Dans la pratique, le salarié qui est AE doit aussi respecter quelques règles élémentaires qui ne sont toutefois pas drastiques, et qui pourraient tout aussi bien s’appliquer aux autres gestes de la vie quotidienne. L’employé AE ne peut par exemple pas exercer son activité AE pendant les heures de travail légal de l’entreprise dont il dépend. Il ne peut bien sûr pas non plus utiliser le matériel de la société dans son activité indépendante. L’employeur qui constaterait ce type d’agissements serait en droit et en mesure de faire appliquer des sanctions de travail à son employé. Cela sera particulièrement grave si l’AE se sert de logiciels dont les licences ont été payées par l’entreprise pour générer son revenu complémentaire.

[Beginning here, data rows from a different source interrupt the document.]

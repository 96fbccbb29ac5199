//! Starting config for a workspace without one
//!
//! The default config of a release is downloaded and written to the edited
//! config path. The release is the one asked for, or else the installed
//! formatter's version.

use std::path::Path;

use ucfg_core::prelude::*;
use ucfg_core::version::detect_format_version;

use crate::config::write_config_file;
use crate::services::FormatterService;

/// Write the default config of a release to `config_path`
///
/// An existing file is only replaced with `force`. Returns the release used.
pub async fn init_config<S: FormatterService>(
    service: &S,
    config_path: &Path,
    version: Option<&str>,
    force: bool,
) -> Result<String> {
    if config_path.exists() && !force {
        return Err(Error::config(format!(
            "{} already exists (use --force to replace it)",
            config_path.display()
        )));
    }

    let version = match version {
        Some(version) => version.to_string(),
        None => service.installed_version().await.ok_or_else(|| {
            Error::config("Cannot determine the formatter version; pass --version")
        })?,
    };

    let template = service.default_config(&version).await?;
    let text = with_version_header(template, &version);

    if let Some(parent) = config_path.parent() {
        std::fs::create_dir_all(parent)?;
    }
    write_config_file(config_path, &text)?;

    info!("Created {} from the {} defaults", config_path.display(), version);
    Ok(version)
}

/// Make sure the file records the release it came from
fn with_version_header(template: String, version: &str) -> String {
    if detect_format_version(&template).is_some() {
        template
    } else {
        format!("# Uncrustify-{}\n\n{}", version, template)
    }
}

Mais qu’en est-il du cœur de l’activité ? Emploi et AE peuvent-ils être incompatibles ?
Exclusivité et non-concurrence
Pour savoir s’il peut créer une activité AE relativement proche de celle qu’il exerce à son poste de travail, l’employé doit se référer à son contrat de travail. Ce dernier peut comporter une clause d’exclusivité. Cette clause interdit normalement au salarié d’exercer son métier pour le compte d’un autre employeur ou pour son propre compte. Toutefois, cette clause ne peut pas être utilisée par l’employeur durant la première année de création de l’entreprise.
La clause de non-concurrence concerne elle le salarié dont le contrat de travail a pris fin. Elle intéressera l’AE qui vient de rompre son contrat de travail. Cette clause doit comporter une contrepartie financière au bénéfice du salarié pour être recevable en cas de litige.
Intéressant ?
En résumé, le cumul emploi et AE sont intéressants si :
- le salarié n’a pas d’investissement à réaliser pour démarrer son activité.
- le montant du salaire est supérieur au CA (afin de rester soumis au régime général).
- l’option libératoire de l’impôt est choisie.